In the 1980s the Apartheid government planned to transfer the town and surrounding magisterial district to Swaziland as part of a land deal to give Eswatini access to the sea. This move was opposed by the then KwaZulu government and the Zulu King Goodwill Zwelethini established a residence near the town. The transfer was never executed. The surviving historic buildings of the town include the residency (now the municipal buildings), the police station and the Old Gaol Building.

==Services and facilities==
- Mosvold Hospital is located within the centre of the town. The hospital was initially established by The Evangelical Alliance Mission as a mission hospital but has subsequently been taken over by the KwaZulu-Natal Department of Health.

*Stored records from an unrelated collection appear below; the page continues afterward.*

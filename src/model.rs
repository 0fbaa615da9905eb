//! Domain records shared by the resolver, coordinator, and search mapper.

use std::fmt;
use std::str::FromStr;

use chrono::{DateTime, NaiveDate, Utc};
use serde::{Deserialize, Serialize};
use uuid::Uuid;

use crate::classify::classify;
use crate::measurements::Measurements;

// ── Category ──────────────────────────────────────────────────────────────────

/// Coarse kind of celestial object. Drives iconography in the presentation layer.
#[derive(Debug, Clone, Copy, PartialEq, Eq, Hash, Serialize, Deserialize)]
#[serde(rename_all = "lowercase")]
pub enum Category {
    Star,
    Constellation,
    Planet,
    Galaxy,
    Nebula,
    Cluster,
}

impl Category {
    pub fn as_str(self) -> &'static str {
        match self {
            Category::Star => "star",
            Category::Constellation => "constellation",
            Category::Planet => "planet",
            Category::Galaxy => "galaxy",
            Category::Nebula => "nebula",
            Category::Cluster => "cluster",
        }
    }
}

impl fmt::Display for Category {
    fn fmt(&self, f: &mut fmt::Formatter<'_>) -> fmt::Result {
        f.write_str(self.as_str())
    }
}

// ── Subject ───────────────────────────────────────────────────────────────────

#[derive(Debug, Clone, Default, PartialEq, Serialize, Deserialize)]
pub struct Distance {
    pub light_years: Option<f64>,
    pub parsecs: Option<f64>,
}

impl Distance {
    pub fn is_empty(&self) -> bool {
        self.light_years.is_none() && self.parsecs.is_none()
    }
}

/// When the subject is above the horizon for an observer.
#[derive(Debug, Clone, PartialEq, Serialize, Deserialize)]
pub struct VisibilityWindow {
    pub rise: DateTime<Utc>,
    pub transit: DateTime<Utc>,
    pub set: DateTime<Utc>,
    pub best_viewing: DateTime<Utc>,
}

/// A celestial object the user can look up and enrich.
///
/// `display_name` is the query key for every enrichment fetch.
#[derive(Debug, Clone, PartialEq, Serialize, Deserialize)]
pub struct Subject {
    pub id: Uuid,
    pub display_name: String,
    pub summary: String,
    pub description: String,
    pub image_url: String,
    pub category: Category,
    pub magnitude: Option<f64>,
    pub distance: Option<Distance>,
    pub visibility: Option<VisibilityWindow>,
    /// Free-form context; for search results this is the caller's original query.
    pub constellation: Option<String>,
}

impl Subject {
    /// New subject with its category classified from `display_name`.
    pub fn named(display_name: impl Into<String>) -> Self {
        let display_name = display_name.into();
        let category = classify(&display_name);
        Self {
            id: Uuid::new_v4(),
            display_name,
            summary: String::new(),
            description: String::new(),
            image_url: String::new(),
            category,
            magnitude: None,
            distance: None,
            visibility: None,
            constellation: None,
        }
    }

    /// Replace the classified category with one from a trusted data source.
    pub fn with_category(mut self, category: Category) -> Self {
        self.category = category;
        self
    }

    /// Fill attributes that are still unset from parsed measurements.
    /// Values already present are left alone.
    pub fn apply_measurements(&mut self, m: &Measurements) {
        if self.magnitude.is_none() {
            self.magnitude = m.apparent_magnitude;
        }
        let fresh = Distance { light_years: m.distance_light_years, parsecs: m.distance_parsecs };
        match &mut self.distance {
            None if !fresh.is_empty() => self.distance = Some(fresh),
            Some(d) => {
                d.light_years = d.light_years.or(fresh.light_years);
                d.parsecs = d.parsecs.or(fresh.parsecs);
            }
            None => {}
        }
    }
}

// ── Picture of the day ────────────────────────────────────────────────────────

#[derive(Debug, Clone, Copy, PartialEq, Eq, Serialize, Deserialize)]
#[serde(rename_all = "lowercase")]
pub enum MediaKind {
    Image,
    Video,
    Other,
}

impl FromStr for MediaKind {
    type Err = std::convert::Infallible;

    /// Total: anything other than `image`/`video` is `Other`.
    fn from_str(s: &str) -> Result<Self, Self::Err> {
        Ok(match s.trim().to_ascii_lowercase().as_str() {
            "image" => MediaKind::Image,
            "video" => MediaKind::Video,
            _ => MediaKind::Other,
        })
    }
}

impl fmt::Display for MediaKind {
    fn fmt(&self, f: &mut fmt::Formatter<'_>) -> fmt::Result {
        f.write_str(match self {
            MediaKind::Image => "image",
            MediaKind::Video => "video",
            MediaKind::Other => "other",
        })
    }
}

#[derive(Debug, Clone, PartialEq, Serialize, Deserialize)]
pub struct PictureResource {
    pub date: NaiveDate,
    pub media_kind: MediaKind,
    pub title: String,
    pub explanation: String,
    pub url: String,
    pub hd_url: Option<String>,
    pub attribution: Option<String>,
}
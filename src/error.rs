//! Application-wide error types.

use thiserror::Error;

use crate::picture::ResolveError;
use crate::transport::TransportError;

#[derive(Debug, Error)]
pub enum AppError {
    #[error("config error: {0}")]
    Config(String),

    #[error("logger error: {0}")]
    Logger(String),

    #[error("usage error: {0}")]
    Usage(String),

    #[error("transport error: {0}")]
    Transport(#[from] TransportError),

    #[error(transparent)]
    Resolve(#[from] ResolveError),

    #[error("io error: {0}")]
    Io(#[from] std::io::Error),
}
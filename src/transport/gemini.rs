//! Generative content client (`/v1beta/models/{model}:generateContent`).
//!
//! One prompt in, the first candidate's first text part out. The request and
//! response envelopes are private to this module.

use serde::{Deserialize, Serialize};
use tracing::debug;

use super::{HttpTransport, TextGenerator, TransportError, endpoint};

#[derive(Debug, Clone)]
pub struct GeminiClient {
    http: HttpTransport,
    api_base_url: String,
    model: String,
    api_key: String,
}

impl GeminiClient {
    pub fn new(http: HttpTransport, api_base_url: String, model: String, api_key: String) -> Self {
        Self { http, api_base_url, model, api_key }
    }
}

impl TextGenerator for GeminiClient {
    async fn generate(&self, prompt: &str) -> Result<String, TransportError> {
        let method = format!("{}:generateContent", self.model);
        let mut url = endpoint(&self.api_base_url, &["v1beta", "models", method.as_str()])?;
        url.query_pairs_mut().append_pair("key", &self.api_key);

        let body = GenerateRequest {
            contents: vec![RequestContent { parts: vec![RequestPart { text: prompt }] }],
        };
        debug!(model = %self.model, prompt_len = prompt.len(), "sending generate request");

        let parsed: GenerateResponse = self.http.post_json(url, &body).await?;
        let text = parsed.first_text()?;
        debug!(text_len = text.len(), "generate request succeeded");
        Ok(text)
    }
}

// ── Private wire types ────────────────────────────────────────────────────────

#[derive(Debug, Serialize)]
struct GenerateRequest<'a> {
    contents: Vec<RequestContent<'a>>,
}

#[derive(Debug, Serialize)]
struct RequestContent<'a> {
    parts: Vec<RequestPart<'a>>,
}

#[derive(Debug, Serialize)]
struct RequestPart<'a> {
    text: &'a str,
}

#[derive(Debug, Deserialize)]
struct GenerateResponse {
    #[serde(default)]
    candidates: Vec<Candidate>,
}

#[derive(Debug, Deserialize)]
struct Candidate {
    #[serde(default)]
    content: Option<CandidateContent>,
}

#[derive(Debug, Deserialize)]
struct CandidateContent {
    #[serde(default)]
    parts: Vec<ResponsePart>,
}

#[derive(Debug, Deserialize)]
struct ResponsePart {
    #[serde(default)]
    text: Option<String>,
}

impl GenerateResponse {
    /// Missing candidate or part is a parse failure; a present but blank text is
    /// `NoData`.
    fn first_text(self) -> Result<String, TransportError> {
        let text = self
            .candidates
            .into_iter()
            .next()
            .and_then(|c| c.content)
            .and_then(|c| c.parts.into_iter().next())
            .and_then(|p| p.text)
            .ok_or_else(|| TransportError::ParseFailure("no candidate text in response".into()))?;
        let text = text.trim();
        if text.is_empty() {
            return Err(TransportError::NoData);
        }
        Ok(text.to_string())
    }
}
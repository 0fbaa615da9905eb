//! Encyclopedia summary client (`/api/rest_v1/page/summary/{term}`).

use serde::Deserialize;
use tracing::debug;

use super::{HttpTransport, SummaryLookup, TransportError, endpoint};

/// Page summary as returned by the lookup service. Unknown fields are ignored.
#[derive(Debug, Clone, PartialEq, Deserialize)]
pub struct SummaryRecord {
    pub title: String,
    pub extract: String,
    #[serde(default)]
    pub thumbnail: Option<Thumbnail>,
}

#[derive(Debug, Clone, PartialEq, Deserialize)]
pub struct Thumbnail {
    pub source: String,
}

#[derive(Debug, Clone)]
pub struct WikiClient {
    http: HttpTransport,
    api_base_url: String,
}

impl WikiClient {
    pub fn new(http: HttpTransport, api_base_url: String) -> Self {
        Self { http, api_base_url }
    }
}

impl SummaryLookup for WikiClient {
    async fn summary(&self, query: &str) -> Result<SummaryRecord, TransportError> {
        // Each segment is percent-encoded, so spaces and slashes in the term are safe.
        let url = endpoint(&self.api_base_url, &["api", "rest_v1", "page", "summary", query])?;
        let record: SummaryRecord = self.http.get_json(url, false).await?;
        debug!(%query, title = %record.title, has_thumbnail = record.thumbnail.is_some(), "summary fetched");
        Ok(record)
    }
}

#[cfg(test)]
mod tests {
    use super::*;

    #[tokio::test]
    async fn looks_up_percent_encoded_term() {
        let mut server = mockito::Server::new_async().await;
        let mock = server
            .mock("GET", "/api/rest_v1/page/summary/Crab%20Nebula")
            .with_status(200)
            .with_body(
                r#"{"type":"standard","title":"Crab Nebula","extract":"A supernova remnant.",
                    "thumbnail":{"source":"https://img.test/crab.jpg","width":320,"height":240}}"#,
            )
            .create_async()
            .await;

        let client = WikiClient::new(HttpTransport::new(5).unwrap(), server.url());
        let rec = client.summary("Crab Nebula").await.unwrap();

        mock.assert_async().await;
        assert_eq!(rec.title, "Crab Nebula");
        assert_eq!(rec.thumbnail.map(|t| t.source).as_deref(), Some("https://img.test/crab.jpg"));
    }

    #[tokio::test]
    async fn not_found_is_invalid_response() {
        let mut server = mockito::Server::new_async().await;
        server
            .mock("GET", "/api/rest_v1/page/summary/Nowhere")
            .with_status(404)
            .create_async()
            .await;

        let client = WikiClient::new(HttpTransport::new(5).unwrap(), server.url());
        assert_eq!(client.summary("Nowhere").await.unwrap_err(), TransportError::InvalidResponse(404));
    }

    #[test]
    fn thumbnail_is_optional() {
        let rec: SummaryRecord = serde_json::from_str(r#"{"title":"Vega","extract":"A star."}"#).unwrap();
        assert!(rec.thumbnail.is_none());
    }
}
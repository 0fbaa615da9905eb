//! Picture-of-the-day client (`/planetary/apod`).

use chrono::NaiveDate;
use serde::Deserialize;
use tracing::debug;

use super::{HttpTransport, PictureSource, TransportError, endpoint};
use crate::model::{MediaKind, PictureResource};

/// Client for NASA's Astronomy Picture of the Day endpoint.
#[derive(Debug, Clone)]
pub struct ApodClient {
    http: HttpTransport,
    api_base_url: String,
    api_key: String,
}

impl ApodClient {
    pub fn new(http: HttpTransport, api_base_url: String, api_key: String) -> Self {
        Self { http, api_base_url, api_key }
    }
}

impl PictureSource for ApodClient {
    async fn fetch_picture(&self, date: NaiveDate) -> Result<PictureResource, TransportError> {
        let mut url = endpoint(&self.api_base_url, &["planetary", "apod"])?;
        url.query_pairs_mut()
            .append_pair("api_key", &self.api_key)
            .append_pair("date", &date.format("%Y-%m-%d").to_string());

        let record: ApodRecord = self.http.get_json(url, true).await?;
        let picture = record.into_resource()?;
        debug!(requested = %date, resolved = %picture.date, media = %picture.media_kind, "picture fetched");
        Ok(picture)
    }
}

// ── Private wire types ────────────────────────────────────────────────────────

#[derive(Debug, Deserialize)]
struct ApodRecord {
    date: String,
    explanation: String,
    title: String,
    /// Absent for some non-image entries.
    #[serde(default)]
    url: Option<String>,
    #[serde(default)]
    media_type: Option<String>,
    #[serde(default)]
    hdurl: Option<String>,
    #[serde(default)]
    copyright: Option<String>,
}

impl ApodRecord {
    fn into_resource(self) -> Result<PictureResource, TransportError> {
        let date = NaiveDate::parse_from_str(&self.date, "%Y-%m-%d")
            .map_err(|e| TransportError::ParseFailure(format!("bad date '{}': {e}", self.date)))?;
        let media_kind = match self.media_type.as_deref() {
            Some(kind) => kind.parse::<MediaKind>().unwrap_or(MediaKind::Other),
            None => MediaKind::Other,
        };
        let url = match (media_kind, self.url) {
            (_, Some(url)) => url,
            (MediaKind::Image, None) => {
                return Err(TransportError::ParseFailure("image entry without url".into()));
            }
            (_, None) => String::new(),
        };
        Ok(PictureResource {
            date,
            media_kind,
            title: self.title,
            explanation: self.explanation,
            url,
            hd_url: self.hdurl,
            attribution: self.copyright.map(|c| c.trim().to_string()).filter(|c| !c.is_empty()),
        })
    }
}

#[cfg(test)]
mod tests {
    use super::*;
    use mockito::Matcher;

    fn client(base: String) -> ApodClient {
        ApodClient::new(HttpTransport::new(5).unwrap(), base, "test-key".into())
    }

    fn date(s: &str) -> NaiveDate {
        NaiveDate::parse_from_str(s, "%Y-%m-%d").unwrap()
    }

    #[tokio::test]
    async fn fetches_dated_image_without_cache() {
        let mut server = mockito::Server::new_async().await;
        let mock = server
            .mock("GET", "/planetary/apod")
            .match_query(Matcher::AllOf(vec![
                Matcher::UrlEncoded("api_key".into(), "test-key".into()),
                Matcher::UrlEncoded("date".into(), "2024-03-01".into()),
            ]))
            .match_header("cache-control", "no-cache")
            .with_status(200)
            .with_header("content-type", "application/json")
            .with_body(
                r#"{"date":"2024-03-01","explanation":"Dust.","title":"Horsehead",
                    "url":"https://apod.test/h.jpg","hdurl":"https://apod.test/h_big.jpg",
                    "media_type":"image","copyright":"\n Jane Doe \n","service_version":"v1"}"#,
            )
            .create_async()
            .await;

        let pic = client(server.url()).fetch_picture(date("2024-03-01")).await.unwrap();

        mock.assert_async().await;
        assert_eq!(pic.media_kind, MediaKind::Image);
        assert_eq!(pic.title, "Horsehead");
        assert_eq!(pic.hd_url.as_deref(), Some("https://apod.test/h_big.jpg"));
        assert_eq!(pic.attribution.as_deref(), Some("Jane Doe"));
    }

    #[tokio::test]
    async fn video_entry_is_returned_as_video() {
        let mut server = mockito::Server::new_async().await;
        server
            .mock("GET", "/planetary/apod")
            .match_query(Matcher::Any)
            .with_status(200)
            .with_body(r#"{"date":"2024-03-02","explanation":"e","title":"t","url":"https://youtube.test/x","media_type":"video"}"#)
            .create_async()
            .await;

        let pic = client(server.url()).fetch_picture(date("2024-03-02")).await.unwrap();
        assert_eq!(pic.media_kind, MediaKind::Video);
    }

    #[tokio::test]
    async fn missing_fields_are_parse_failures() {
        let mut server = mockito::Server::new_async().await;
        server
            .mock("GET", "/planetary/apod")
            .match_query(Matcher::Any)
            .with_status(200)
            .with_body(r#"{"date":"2024-03-02","media_type":"image"}"#)
            .create_async()
            .await;

        let err = client(server.url()).fetch_picture(date("2024-03-02")).await.unwrap_err();
        assert!(matches!(err, TransportError::ParseFailure(_)));
    }

    #[test]
    fn record_without_media_type_is_other() {
        let rec = ApodRecord {
            date: "2020-01-01".into(),
            explanation: String::new(),
            title: String::new(),
            url: None,
            media_type: None,
            hdurl: None,
            copyright: None,
        };
        let pic = rec.into_resource().unwrap();
        assert_eq!(pic.media_kind, MediaKind::Other);
        assert!(pic.url.is_empty());
    }

    #[test]
    fn image_without_url_is_rejected() {
        let rec = ApodRecord {
            date: "2020-01-01".into(),
            explanation: String::new(),
            title: String::new(),
            url: None,
            media_type: Some("image".into()),
            hdurl: None,
            copyright: None,
        };
        assert!(matches!(rec.into_resource(), Err(TransportError::ParseFailure(_))));
    }
}
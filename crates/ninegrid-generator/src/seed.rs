//! Reproducible puzzle seeds.

use std::{
    error::Error,
    fmt::{self, Display},
    str::FromStr,
};

use rand::{Rng as _, SeedableRng as _};
use rand_pcg::Pcg64;
use sha2::{Digest as _, Sha256};

/// A 32-byte seed identifying one generated puzzle.
///
/// Seeds print and parse as 64 lowercase hexadecimal characters, so a puzzle
/// can be shared or re-generated exactly by quoting its seed. The generator
/// PRNG is keyed by the SHA-256 of the seed bytes, so even structured seeds
/// (all zeros, counters) produce well-mixed state.
#[derive(Clone, Copy, PartialEq, Eq, Hash)]
pub struct PuzzleSeed([u8; 32]);

impl PuzzleSeed {
    /// Draws a fresh random seed from the thread RNG.
    #[must_use]
    pub fn random() -> Self {
        let mut bytes = [0; 32];
        rand::rng().fill_bytes(&mut bytes);
        Self(bytes)
    }

    /// Creates a seed from raw bytes.
    #[must_use]
    pub const fn from_bytes(bytes: [u8; 32]) -> Self {
        Self(bytes)
    }

    /// Returns the raw seed bytes.
    #[must_use]
    pub const fn as_bytes(&self) -> &[u8; 32] {
        &self.0
    }

    /// Builds the deterministic PRNG this seed keys.
    pub(crate) fn rng(&self) -> Pcg64 {
        Pcg64::from_seed(Sha256::digest(self.0).into())
    }
}

impl Display for PuzzleSeed {
    fn fmt(&self, f: &mut fmt::Formatter<'_>) -> fmt::Result {
        for byte in self.0 {
            write!(f, "{byte:02x}")?;
        }
        Ok(())
    }
}

impl fmt::Debug for PuzzleSeed {
    fn fmt(&self, f: &mut fmt::Formatter<'_>) -> fmt::Result {
        write!(f, "PuzzleSeed({self})")
    }
}

/// Error returned when a seed string is not 64 hexadecimal characters.
#[derive(Debug, Clone, Copy, PartialEq, Eq)]
pub struct ParseSeedError(());

impl Display for ParseSeedError {
    fn fmt(&self, f: &mut fmt::Formatter<'_>) -> fmt::Result {
        f.write_str("seed must be 64 hexadecimal characters")
    }
}

impl Error for ParseSeedError {}

impl FromStr for PuzzleSeed {
    type Err = ParseSeedError;

    fn from_str(s: &str) -> Result<Self, ParseSeedError> {
        fn hex_value(byte: u8) -> Option<u8> {
            match byte {
                b'0'..=b'9' => Some(byte - b'0'),
                b'a'..=b'f' => Some(byte - b'a' + 10),
                b'A'..=b'F' => Some(byte - b'A' + 10),
                _ => None,
            }
        }

        if s.len() != 64 {
            return Err(ParseSeedError(()));
        }
        let mut bytes = [0; 32];
        for (slot, pair) in bytes.iter_mut().zip(s.as_bytes().chunks_exact(2)) {
            let high = hex_value(pair[0]).ok_or(ParseSeedError(()))?;
            let low = hex_value(pair[1]).ok_or(ParseSeedError(()))?;
            *slot = high << 4 | low;
        }
        Ok(Self(bytes))
    }
}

- There are a number of schools in and around the town including Ingwavuma High School, Nansindlela School, Isicelosethu High School, Magugu Primary, Our Lady Primary, Lundini Primary, Mbalekelwa primary and Khethani Christian School.
- Local offices of the government departments of Social Development, Agriculture, Education and Home Affairs. There is also a police station, magistrate's court and prison.
- Several NGOs provide essential services in the area, including the Zisize (Ingwavuma) Educational Trust, which oversees the Ekukhanyeni Cluster Foster Care Scheme; the Ingwavuma Women's Centre and Embathisa, both of which offer income-generating activities for local women; Ingwavuma Orphan Care, which provides community hospice and orphan care; and Butterfly Palliative Home, a non-profit children's hospice caring for orphaned and abandoned children with life-limiting conditions.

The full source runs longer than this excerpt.